Both MS SQL Server and Borland Interbase date back to the DOS days and have command-line clients that can access instances of a server, hosted presumably on a "modern" OS like Win7, although the clients may not be able to use all of the latest features of the newest releases of the server. Borland dropped Interbase around 2000 and it forked into Firebird, which is in the public domain and still being supported by an open-source community.

-CH-

Shadow Lord
February 29th, 2016, 08:33 PM
Is your intention to run in a client / server architecture, with clients on networked machines running anything from DOS to Win7? Or is you intention to have one standard database "type" with multiple instances installed on multiple machines, Dos to Win7? The former is possible, the latter is very difficult to achieve without exporting and importing delineated (e.g. CSV) files.

The former. Basically, I want to be able to access the same info regardless of the machine I am using. If I have to give up certain newer features with older clients that is perfectly fine.
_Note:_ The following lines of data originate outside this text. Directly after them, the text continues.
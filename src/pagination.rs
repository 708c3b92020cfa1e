//! Page slicing and navigation windows over the filtered job sequence.

use serde::{Deserialize, Serialize};
use std::fmt;

/// Maximum number of page buttons shown in navigation controls.
pub const MAX_PAGE_BUTTONS: u32 = 5;

/// Rows per page. Only the sizes offered by the page-size selector exist.
#[derive(Debug, Clone, Copy, PartialEq, Eq, Hash, Default, Serialize, Deserialize)]
#[serde(try_from = "u32", into = "u32")]
pub enum PageSize {
    Five,
    #[default]
    Ten,
    Twenty,
    Fifty,
}

impl PageSize {
    pub const ALL: [PageSize; 4] = [
        PageSize::Five,
        PageSize::Ten,
        PageSize::Twenty,
        PageSize::Fifty,
    ];

    pub fn get(&self) -> u32 {
        match self {
            PageSize::Five => 5,
            PageSize::Ten => 10,
            PageSize::Twenty => 20,
            PageSize::Fifty => 50,
        }
    }
}

impl TryFrom<u32> for PageSize {
    type Error = String;

    fn try_from(value: u32) -> Result<Self, Self::Error> {
        PageSize::ALL
            .into_iter()
            .find(|size| size.get() == value)
            .ok_or_else(|| format!("page size must be one of 5, 10, 20, 50 (got {})", value))
    }
}

impl From<PageSize> for u32 {
    fn from(size: PageSize) -> Self {
        size.get()
    }
}

impl fmt::Display for PageSize {
    fn fmt(&self, f: &mut fmt::Formatter<'_>) -> fmt::Result {
        write!(f, "{}", self.get())
    }
}

/// One page of a sequence.
#[derive(Debug, Clone, PartialEq)]
pub struct Page<T> {
    pub window: Vec<T>,
    pub total_pages: u32,
}

/// `max(1, ceil(len / size))`
pub fn total_pages(len: usize, page_size: PageSize) -> u32 {
    let size = page_size.get() as usize;
    let pages = len.div_ceil(size).max(1);
    u32::try_from(pages).unwrap_or(u32::MAX)
}

/// Keep `page` inside `[1, total_pages]`.
pub fn clamp_page(page: u32, total_pages: u32) -> u32 {
    page.clamp(1, total_pages.max(1))
}

/// Slice out 1-indexed `page`. Pages outside the valid range yield an empty window;
/// callers clamp first.
pub fn paginate<T: Clone>(items: &[T], page: u32, page_size: PageSize) -> Page<T> {
    let size = page_size.get() as usize;
    let window = match (page as usize).checked_sub(1) {
        Some(index) => {
            let start = index.saturating_mul(size);
            let end = start.saturating_add(size).min(items.len());
            if start < items.len() {
                items[start..end].to_vec()
            } else {
                Vec::new()
            }
        }
        None => Vec::new(),
    };

    Page {
        window,
        total_pages: total_pages(items.len(), page_size),
    }
}

/// Page numbers for the navigation buttons: at most five, centered on `current`
/// where possible and never outside `[1, total_pages]`.
pub fn page_buttons(current: u32, total_pages: u32) -> Vec<u32> {
    let total = total_pages.max(1);
    if total <= MAX_PAGE_BUTTONS {
        return (1..=total).collect();
    }

    let current = clamp_page(current, total);
    let start = current
        .saturating_sub(MAX_PAGE_BUTTONS / 2)
        .clamp(1, total - MAX_PAGE_BUTTONS + 1);
    (start..start + MAX_PAGE_BUTTONS).collect()
}

/// The "Showing X to Y of Z" range for a page, 1-indexed and inclusive.
#[derive(Debug, Clone, Copy, PartialEq, Eq, Serialize)]
pub struct PageRange {
    pub first: usize,
    pub last: usize,
    pub total: usize,
}

impl PageRange {
    /// `None` when there is nothing to show.
    pub fn new(page: u32, page_size: PageSize, total: usize) -> Option<Self> {
        if total == 0 {
            return None;
        }
        let size = page_size.get() as usize;
        let offset = (page.max(1) as usize - 1).saturating_mul(size);
        Some(Self {
            first: offset.saturating_add(1).min(total),
            last: offset.saturating_add(size).min(total),
            total,
        })
    }
}

impl fmt::Display for PageRange {
    fn fmt(&self, f: &mut fmt::Formatter<'_>) -> fmt::Result {
        write!(
            f,
            "Showing {} to {} of {} results",
            self.first, self.last, self.total
        )
    }
}

#[cfg(test)]
mod tests {
    use super::*;

    #[test]
    fn test_page_size_conversion() {
        assert_eq!(PageSize::default(), PageSize::Ten);
        assert_eq!(PageSize::try_from(20).unwrap(), PageSize::Twenty);
        assert!(PageSize::try_from(15).is_err());
        assert_eq!(u32::from(PageSize::Fifty), 50);

        let json = serde_json::to_string(&PageSize::Five).unwrap();
        assert_eq!(json, "5");
        assert!(serde_json::from_str::<PageSize>("7").is_err());
    }

    #[test]
    fn test_twelve_items_page_size_ten() {
        let items: Vec<u32> = (1..=12).collect();
        let first = paginate(&items, 1, PageSize::Ten);
        assert_eq!(first.total_pages, 2);
        assert_eq!(first.window.len(), 10);

        let second = paginate(&items, 2, PageSize::Ten);
        assert_eq!(second.window, vec![11, 12]);
    }

    #[test]
    fn test_empty_sequence_has_one_page() {
        let items: Vec<u32> = Vec::new();
        let page = paginate(&items, 1, PageSize::Five);
        assert_eq!(page.total_pages, 1);
        assert!(page.window.is_empty());
    }

    #[test]
    fn test_out_of_range_page_is_empty() {
        let items: Vec<u32> = (1..=7).collect();
        assert!(paginate(&items, 0, PageSize::Five).window.is_empty());
        assert!(paginate(&items, 3, PageSize::Five).window.is_empty());
        assert_eq!(clamp_page(0, 2), 1);
        assert_eq!(clamp_page(9, 2), 2);
        assert_eq!(clamp_page(4, 0), 1);
    }

    #[test]
    fn test_pages_tile_the_sequence() {
        for len in [0usize, 1, 4, 5, 6, 10, 12, 49, 50, 51, 137] {
            let items: Vec<usize> = (0..len).collect();
            for size in PageSize::ALL {
                let pages = total_pages(len, size);
                let expected = std::cmp::max(1, len.div_ceil(size.get() as usize)) as u32;
                assert_eq!(pages, expected);

                let rebuilt: Vec<usize> = (1..=pages)
                    .flat_map(|page| paginate(&items, page, size).window)
                    .collect();
                assert_eq!(rebuilt, items, "len {} size {}", len, size);
            }
        }
    }

    #[test]
    fn test_page_buttons_small_totals_show_everything() {
        assert_eq!(page_buttons(1, 1), vec![1]);
        assert_eq!(page_buttons(3, 4), vec![1, 2, 3, 4]);
        assert_eq!(page_buttons(5, 5), vec![1, 2, 3, 4, 5]);
        assert_eq!(page_buttons(1, 0), vec![1]);
    }

    #[test]
    fn test_page_buttons_center_and_clamp() {
        assert_eq!(page_buttons(1, 10), vec![1, 2, 3, 4, 5]);
        assert_eq!(page_buttons(3, 10), vec![1, 2, 3, 4, 5]);
        assert_eq!(page_buttons(4, 10), vec![2, 3, 4, 5, 6]);
        assert_eq!(page_buttons(6, 10), vec![4, 5, 6, 7, 8]);
        assert_eq!(page_buttons(9, 10), vec![6, 7, 8, 9, 10]);
        assert_eq!(page_buttons(10, 10), vec![6, 7, 8, 9, 10]);

        for total in 6..30 {
            for current in 1..=total {
                let buttons = page_buttons(current, total);
                assert_eq!(buttons.len(), 5);
                assert!(buttons.contains(&current));
                assert!(buttons.windows(2).all(|w| w[1] == w[0] + 1));
                assert!(buttons[0] >= 1 && buttons[4] <= total);
            }
        }
    }

    #[test]
    fn test_page_range() {
        let range = PageRange::new(2, PageSize::Ten, 12).unwrap();
        assert_eq!((range.first, range.last, range.total), (11, 12, 12));
        assert_eq!(range.to_string(), "Showing 11 to 12 of 12 results");

        assert!(PageRange::new(1, PageSize::Ten, 0).is_none());
    }
}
Honestly, I don't need any whiz bang features. I want to be able to enter and search text data (e.g. title of SW, version number, number of disks, etc. etc.), have images show up in the record, and have the ability to link files in w/ viewers (for example clicking on a field would run a viewer and open up the PDF file) in that order. The first is the most important, the second would be very nice but I can live with it if it is only available on some platforms (say windows clients only), and the third is cool but I can leave it out completely.

Currently I am playing with a database that does the first but I am not committed to anything yet.

Plasma
March 1st, 2016, 02:12 AM
Use SQL and roll your own HTTP frontend with Apache/PHP. You can use Arachne or Lynx to access it from DOS.

wilsoncd35
March 6th, 2016, 06:22 PM
Consider using cygwin on your Windows 7 or another late version of Windows that is hosting your database. Install the sshd (server daemon) from cygwin. A Google search will reveal some DOS ssh client solutions. I can help coach you through this setup privately or on another dedicated thread. cygwin/sshd is just a few steps and easier than it may appear on the surface. If the client supports it then you can also configure your log in without a password (private/public key pair).

From your DOS, and possibly Win3.x systems, you shell to your server and manage your data from the shell client. Consider sqlite. Mysql will do too. Use your SELECT and INSERT statements but you could also write some search_ver(...), and other procedures as shortcuts. Again, I can help you with this under another thread or private. You *might* be stuck with shell from your earlier machines. As you get in later versions, Win9x?, start using ODBC driver to sqlite or mysql that will help give you the Excel, OpenOffice, or other GUI "viewers" that you may be looking for.

Note on cygwin+ssh.. If you're not familiar with the bash/*nix like shell, you can still use the cmd.exe shell of Windows. Also note that cygwin/telnet is available too. If you're not concerned with the security of the connection or it is challenging from a DOS or other early machine.